■ Directions:
Please retype the records below exactly as they stand.

■ Input records:
┄┄┄┄┄┄┄┄┄┄

// Copyright (c) 2025 Fabstir
// SPDX-License-Identifier: BUSL-1.1
//! Tutor-style answers to questions about the material being read

use std::sync::Arc;
use tracing::{info, warn};

use super::errors::{GenerationError, MISSING_API_KEY_MESSAGE};
use super::prompts::{chat_prompt, CHAT_PARAMS};
use crate::llm::{ChatModel, CompletionParams};

pub struct ChatResponder {
    model: Arc<dyn ChatModel>,
    params: CompletionParams,
}

impl ChatResponder {
    pub fn new(model: Arc<dyn ChatModel>) -> Self {
        Self {
            model,
            params: CHAT_PARAMS,
        }
    }

    pub fn with_params(mut self, params: CompletionParams) -> Self {
        self.params = params;
        self
    }

    /// Answer `query` using `context` as reference material
    ///
    /// `context` may be empty.
    pub async fn respond(&self, query: &str, context: &str) -> Result<String, GenerationError> {
        let query = query.trim();
        if query.is_empty() {
            return Err(GenerationError::required("Query"));
        }

        if !self.model.is_configured() {
            return Err(GenerationError::Configuration(
                MISSING_API_KEY_MESSAGE.to_string(),
            ));
        }

        info!(
            "Answering chat query ({} chars, {} chars of context)",
            query.len(),
            context.len()
        );

        let answer = self
            .model
            .complete(&chat_prompt(query, context), self.params)
            .await
            .map_err(|e| {
                warn!("Chat response failed: {}", e);
                GenerationError::from(e)
            })?;

        Ok(answer.trim().to_string())
    }
}
// Copyright (c) 2025 Fabstir
// SPDX-License-Identifier: BUSL-1.1
//! Chat API request types

use serde::{Deserialize, Serialize};

/// Request body for POST /generate-chat-response
#[derive(Debug, Clone, Serialize, Deserialize)]
pub struct ChatApiRequest {
    /// Reader's question (required, non-blank)
    #[serde(default)]
    pub query: Option<String>,

    /// Material the question is about (required, may be empty)
    #[serde(default)]
    pub context: Option<String>,
}

impl ChatApiRequest {
    /// Validate the request
    pub fn validate(&self) -> Result<(), String> {
        if self.query.as_deref().map_or(true, |q| q.trim().is_empty()) {
            return Err("Query is required".to_string());
        }
        if self.context.is_none() {
            return Err("Context is required".to_string());
        }
        Ok(())
    }
}
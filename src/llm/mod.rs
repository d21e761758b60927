// Copyright (c) 2025 Fabstir
// SPDX-License-Identifier: BUSL-1.1
//! Shared model-call utility
//!
//! One operation: send a prompt as a single chat message and return the
//! first completion's text. No retries, no caching.

pub mod client;
pub mod types;

pub use client::{ChatModel, OpenRouterClient};
pub use types::{CompletionParams, ModelError};
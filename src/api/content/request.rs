// Copyright (c) 2025 Fabstir
// SPDX-License-Identifier: BUSL-1.1
//! Article API request types

use serde::{Deserialize, Serialize};

/// Request body for POST /generate-content
#[derive(Debug, Clone, Serialize, Deserialize)]
pub struct ContentApiRequest {
    /// Roadmap entry to write about (required)
    #[serde(default)]
    pub section: Option<String>,

    /// Topic the roadmap was generated for (required)
    #[serde(default)]
    pub main_topic: Option<String>,

    /// Full roadmap, used as context only (required, may be empty)
    #[serde(default)]
    pub roadmap: Option<Vec<String>>,

    /// Enrich the article with web search snippets (default true)
    #[serde(default = "default_search_enabled")]
    pub search_enabled: bool,
}

fn default_search_enabled() -> bool {
    true
}

impl ContentApiRequest {
    /// Validate the request
    pub fn validate(&self) -> Result<(), String> {
        if is_blank(&self.section) {
            return Err("Section is required".to_string());
        }
        if is_blank(&self.main_topic) {
            return Err("Main topic is required".to_string());
        }
        if self.roadmap.is_none() {
            return Err("Roadmap is required".to_string());
        }
        Ok(())
    }
}

fn is_blank(value: &Option<String>) -> bool {
    value.as_deref().map_or(true, |v| v.trim().is_empty())
}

┄┄┄┄┄┄┄┄┄┄

■ Task solution:
// Copyright (c) 2025 Fabstir
// SPDX-License-Identifier: BUSL-1.1
//! Tutor-style answers to questions about the material being read

use std::sync::Arc;
use tracing::{info, warn};

use super::errors::{GenerationError, MISSING_API_KEY_MESSAGE};
use super::prompts::{chat_prompt, CHAT_PARAMS};
use crate::llm::{ChatModel, CompletionParams};

pub struct ChatResponder {
    model: Arc<dyn ChatModel>,
    params: CompletionParams,
}

impl ChatResponder {
    pub fn new(model: Arc<dyn ChatModel>) -> Self {
        Self {
            model,
            params: CHAT_PARAMS,
        }
    }

    pub fn with_params(mut self, params: CompletionParams) -> Self {
        self.params = params;
        self
    }

    /// Answer `query` using `context` as reference material
    ///
    /// `context` may be empty.
    pub async fn respond(&self, query: &str, context: &str) -> Result<String, GenerationError> {
        let query = query.trim();
        if query.is_empty() {
            return Err(GenerationError::required("Query"));
        }

        if !self.model.is_configured() {
            return Err(GenerationError::Configuration(
                MISSING_API_KEY_MESSAGE.to_string(),
            ));
        }

        info!(
            "Answering chat query ({} chars, {} chars of context)",
            query.len(),
            context.len()
        );

        let answer = self
            .model
            .complete(&chat_prompt(query, context), self.params)
            .await
            .map_err(|e| {
                warn!("Chat response failed: {}", e);
                GenerationError::from(e)
            })?;

        Ok(answer.trim().to_string())
    }
}
// Copyright (c) 2025 Fabstir
// SPDX-License-Identifier: BUSL-1.1
//! Chat API request types

use serde::{Deserialize, Serialize};

/// Request body for POST /generate-chat-response
#[derive(Debug, Clone, Serialize, Deserialize)]
pub struct ChatApiRequest {
    /// Reader's question (required, non-blank)
    #[serde(default)]
    pub query: Option<String>,

    /// Material the question is about (required, may be empty)
    #[serde(default)]
    pub context: Option<String>,
}

impl ChatApiRequest {
    /// Validate the request
    pub fn validate(&self) -> Result<(), String> {
        if self.query.as_deref().map_or(true, |q| q.trim().is_empty()) {
            return Err("Query is required".to_string());
        }
        if self.context.is_none() {
            return Err("Context is required".to_string());
        }
        Ok(())
    }
}
filename src/llm/mod.rs
repository d21e761758b60927
// Copyright (c) 2025 Fabstir
// SPDX-License-Identifier: BUSL-1.1
//! Shared model-call utility
//!
//! One operation: send a prompt as a single chat message and return the
//! first completion's text. No retries, no caching.

pub mod client;
pub mod types;

pub use client::{ChatModel, OpenRouterClient};
pub use types::{CompletionParams, ModelError};
filename src/api/content/request.rs
// Copyright (c) 2025 Fabstir
// SPDX-License-Identifier: BUSL-1.1
//! Article API request types

use serde::{Deserialize, Serialize};

/// Request body for POST /generate-content
#[derive(Debug, Clone, Serialize, Deserialize)]
pub struct ContentApiRequest {
    /// Roadmap entry to write about (required)
    #[serde(default)]
    pub section: Option<String>,

    /// Topic the roadmap was generated for (required)
    #[serde(default)]
    pub main_topic: Option<String>,

    /// Full roadmap, used as context only (required, may be empty)
    #[serde(default)]
    pub roadmap: Option<Vec<String>>,

    /// Enrich the article with web search snippets (default true)
    #[serde(default = "default_search_enabled")]
    pub search_enabled: bool,
}

fn default_search_enabled() -> bool {
    true
}

impl ContentApiRequest {
    /// Validate the request
    pub fn validate(&self) -> Result<(), String> {
        if is_blank(&self.section) {
            return Err("Section is required".to_string());
        }
        if is_blank(&self.main_topic) {
            return Err("Main topic is required".to_string());
        }
        if self.roadmap.is_none() {
            return Err("Roadmap is required".to_string());
        }
        Ok(())
    }
}

fn is_blank(value: &Option<String>) -> bool {
    value.as_deref().map_or(true, |v| v.trim().is_empty())
}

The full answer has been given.